Как стыдно было сознавать, что жизнь водит тебя за нос, — и смех и грех! Либо ты живешь, предоставив свободу своим чувствам, приникнув к груди древней Праматери Евы, — тогда ты можешь порою испытать блаженство, но остаешься беззащитен перед лицом бренности мира; ты подобен лесному грибу, что сегодня еще радует глаз сочными красками, а завтра сгниет и рассыплется в прах. Либо ты ищешь защиты, запираешься в мастерской и пытаешься сотворить памятник скоротечной жизни — тогда ты сам должен отказаться от жизни, тогда ты всего лишь орудие; ты служишь нетленности, но сам при этом сохнешь, как дерево без воды, теряешь свободу, полноту и радость жизни. Так случилось с мастером Никлаусом.
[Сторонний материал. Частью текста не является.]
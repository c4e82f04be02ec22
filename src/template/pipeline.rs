// ABOUTME: Directive pipeline dispatcher for value-output placeholders
// ABOUTME: Splits `a | b(x; y)` into stages and resolves each against paths, scope, built-ins and custom directives

use std::collections::HashMap;
use std::fmt;
use std::sync::Arc;

use super::diagnostics::Diagnostics;
use super::directives::{self, DirectiveContext, MAX_ARGUMENTS};
use super::error::TemplateError;
use super::format::Formatter;
use super::path;
use super::scope::Scope;
use super::value::Value;

pub const DEFAULT_ARG_SEPARATOR: char = ';';

/// A host-supplied directive. Receives the running value and the raw,
/// unsplit argument text.
pub type DirectiveFn = Arc<dyn Fn(&Value, Option<&str>) -> Value + Send + Sync>;

/// Registry of custom directives, looked up by exact name
#[derive(Clone, Default)]
pub struct DirectiveRegistry {
    directives: HashMap<String, DirectiveFn>,
}

impl DirectiveRegistry {
    pub fn new() -> Self {
        Self::default()
    }

    /// Register a directive, replacing any previous one with the same name
    pub fn register<F>(&mut self, name: impl Into<String>, directive: F)
    where
        F: Fn(&Value, Option<&str>) -> Value + Send + Sync + 'static,
    {
        self.directives.insert(name.into(), Arc::new(directive));
    }

    pub fn get(&self, name: &str) -> Option<&DirectiveFn> {
        self.directives.get(name)
    }

    pub fn names(&self) -> Vec<&str> {
        let mut names: Vec<&str> = self.directives.keys().map(String::as_str).collect();
        names.sort_unstable();
        names
    }
}

impl fmt::Debug for DirectiveRegistry {
    fn fmt(&self, f: &mut fmt::Formatter<'_>) -> fmt::Result {
        f.debug_struct("DirectiveRegistry")
            .field("directives", &self.names())
            .finish()
    }
}

/// One `name(args)` stage of a pipeline
#[derive(Debug, Clone, PartialEq)]
pub struct Stage<'a> {
    pub name: &'a str,
    pub raw_args: Option<&'a str>,
}

/// Split text on `delimiter` wherever it is not inside single or double quotes
fn split_unquoted(text: &str, delimiter: char, limit: usize) -> Vec<&str> {
    let mut parts = Vec::new();
    let mut quote: Option<char> = None;
    let mut start = 0;

    for (index, c) in text.char_indices() {
        match quote {
            Some(open) if c == open => quote = None,
            Some(_) => {}
            None if c == '"' || c == '\'' => quote = Some(c),
            None if c == delimiter && parts.len() + 1 < limit => {
                parts.push(&text[start..index]);
                start = index + c.len_utf8();
            }
            None => {}
        }
    }
    parts.push(&text[start..]);
    parts
}

pub fn split_stages(pipeline: &str) -> Vec<&str> {
    split_unquoted(pipeline, '|', usize::MAX)
        .into_iter()
        .map(str::trim)
        .filter(|stage| !stage.is_empty())
        .collect()
}

pub fn parse_stage(stage: &str) -> Stage<'_> {
    match stage.split_once('(') {
        Some((name, rest)) => {
            let rest = rest.trim();
            let rest = rest.strip_suffix(')').unwrap_or(rest).trim();
            Stage {
                name: name.trim(),
                raw_args: (!rest.is_empty()).then_some(rest),
            }
        }
        None => Stage {
            name: stage.trim(),
            raw_args: None,
        },
    }
}

/// Split raw arguments on the separator, trimming each; at most three are
/// produced and the last keeps any remaining separators
pub fn split_args(raw: &str, separator: char) -> Vec<String> {
    let raw = raw.trim_matches(|c: char| c.is_whitespace() || c == separator);
    if raw.is_empty() {
        return Vec::new();
    }
    split_unquoted(raw, separator, MAX_ARGUMENTS)
        .into_iter()
        .map(|arg| arg.trim().to_string())
        .collect()
}

/// Everything a pipeline needs to resolve its stages
pub struct Dispatcher<'a> {
    pub scope: &'a Scope,
    pub formatter: &'a dyn Formatter,
    pub directives: &'a DirectiveRegistry,
    pub separator: char,
}

impl<'a> Dispatcher<'a> {
    /// Run every stage of the pipeline over `current`. Failing stages leave
    /// the value unchanged and record a diagnostic.
    pub fn apply(&self, pipeline: &str, current: Value, diagnostics: &mut Diagnostics) -> Value {
        split_stages(pipeline)
            .into_iter()
            .fold(current, |value, stage| self.apply_stage(parse_stage(stage), value, diagnostics))
    }

    fn apply_stage(&self, stage: Stage<'_>, current: Value, diagnostics: &mut Diagnostics) -> Value {
        let name = stage.name;
        if name.is_empty() {
            return current;
        }

        if name.contains('.') {
            let resolved = path::resolve(name, self.scope);
            return match (resolved.is_null(), current.is_null()) {
                (true, _) => current,
                (false, true) => resolved,
                (false, false) => Value::String(
                    format!("{} {}", current.to_text(), resolved.to_text())
                        .trim()
                        .to_string(),
                ),
            };
        }

        if let Some(value) = self.scope.get(name) {
            return value.clone();
        }

        if let Some(builtin) = directives::builtin(name) {
            let args = stage
                .raw_args
                .map(|raw| split_args(raw, self.separator))
                .unwrap_or_default();
            let ctx = DirectiveContext {
                formatter: self.formatter,
                scope: self.scope,
            };
            return match builtin(&ctx, current.clone(), &args) {
                Ok(value) => value,
                Err(message) => {
                    diagnostics.record(TemplateError::directive(name, message));
                    current
                }
            };
        }

        if let Some(custom) = self.directives.get(name) {
            return custom(&current, stage.raw_args);
        }

        diagnostics.record(TemplateError::UnsupportedDirective(name.to_string()));
        current
    }
}

#[cfg(test)]
mod tests {
    use super::*;
    use crate::template::format::DefaultFormatter;
    use serde_json::json;

    fn run(pipeline: &str, registry: &DirectiveRegistry, separator: char) -> (Value, Diagnostics) {
        let scope = Scope::from_json(json!({
            "customer": {"name": "John Doe", "email": "john@doe.com"},
            "robert": "Robert",
            "price": 12.5
        }));
        let formatter = DefaultFormatter::new();
        let dispatcher = Dispatcher {
            scope: &scope,
            formatter: &formatter,
            directives: registry,
            separator,
        };
        let mut diagnostics = Diagnostics::new();
        let value = dispatcher.apply(pipeline, Value::Null, &mut diagnostics);
        (value, diagnostics)
    }

    #[test]
    fn test_split_stages_respects_quotes() {
        assert_eq!(
            split_stages("name | replace(\"a|b\"; 'c') | upper"),
            vec!["name", "replace(\"a|b\"; 'c')", "upper"]
        );
        assert_eq!(split_stages(" | upper |"), vec!["upper"]);
    }

    #[test]
    fn test_parse_stage() {
        assert_eq!(
            parse_stage("truncate(8; \"XYZ\")"),
            Stage {
                name: "truncate",
                raw_args: Some("8; \"XYZ\"")
            }
        );
        assert_eq!(parse_stage("upper"), Stage { name: "upper", raw_args: None });
        assert_eq!(parse_stage("round()"), Stage { name: "round", raw_args: None });
    }

    #[test]
    fn test_split_args() {
        assert_eq!(split_args("8; \"XYZ\"", ';'), vec!["8", "\"XYZ\""]);
        assert_eq!(split_args("'a;b'; c", ';'), vec!["'a;b'", "c"]);
        assert_eq!(split_args("a, b, c, d", ','), vec!["a", "b", "c, d"]);
        assert!(split_args(" ; ", ';').is_empty());
    }

    #[test]
    fn test_path_stages_append() {
        let registry = DirectiveRegistry::new();
        let (value, diagnostics) = run(
            "customer.name | concat(\"with contact email\") | customer.email",
            &registry,
            ';',
        );
        assert_eq!(value.to_text(), "John Doe with contact email john@doe.com");
        assert!(diagnostics.is_empty());
    }

    #[test]
    fn test_scope_key_replaces_running_value() {
        let registry = DirectiveRegistry::new();
        let (value, _) = run("customer.name | robert | upper", &registry, ';');
        assert_eq!(value.to_text(), "ROBERT");
    }

    #[test]
    fn test_custom_directive_receives_raw_args() {
        let mut registry = DirectiveRegistry::new();
        registry.register("coloredText", |value: &Value, args: Option<&str>| {
            Value::String(format!(
                "<span style=\"color: {}\">{}</span>",
                args.unwrap_or("black"),
                value.to_text()
            ))
        });
        let (value, _) = run("robert | coloredText(red)", &registry, ';');
        assert_eq!(value.to_text(), "<span style=\"color: red\">Robert</span>");
    }

    #[test]
    fn test_unsupported_directive_is_recorded() {
        let registry = DirectiveRegistry::new();
        let (value, diagnostics) = run("robert | sparkle | upper", &registry, ';');
        assert_eq!(value.to_text(), "ROBERT");
        assert_eq!(diagnostics.entries()[0].message, "Unsupported directive [sparkle]");
    }

    #[test]
    fn test_failing_builtin_keeps_value() {
        let registry = DirectiveRegistry::new();
        let (value, diagnostics) = run("robert | truncate(lots)", &registry, ';');
        assert_eq!(value.to_text(), "Robert");
        assert_eq!(diagnostics.len(), 1);
    }

    #[test]
    fn test_alternate_separator() {
        let registry = DirectiveRegistry::new();
        let (value, _) = run("concat('BBB', '+') | concat('AAA', ' - ')", &registry, ',');
        assert_eq!(value.to_text(), "BBB - AAA");
    }
}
А ведь жизнь человеческая имеет смысл лишь тогда, когда удается обрести и то и другое, когда она не раскалывается на две половины под гнетом этого сухого “либо-либо”! Творить, но не ценою жизни! Жить, не отказываясь от изысканной радости творчества! Неужто это невозможно?
Может быть, и есть на свете люди, для которых это возможно. Может быть, есть на свете мужья и отцы семейства, не забывающие за верностью долгу и про чувственные услады? Может быть, есть среди оседлых людей такие, сердце которых не засохло от недостатка свободы и опасности? Может быть. До сих пор не встречал он ни одного из них.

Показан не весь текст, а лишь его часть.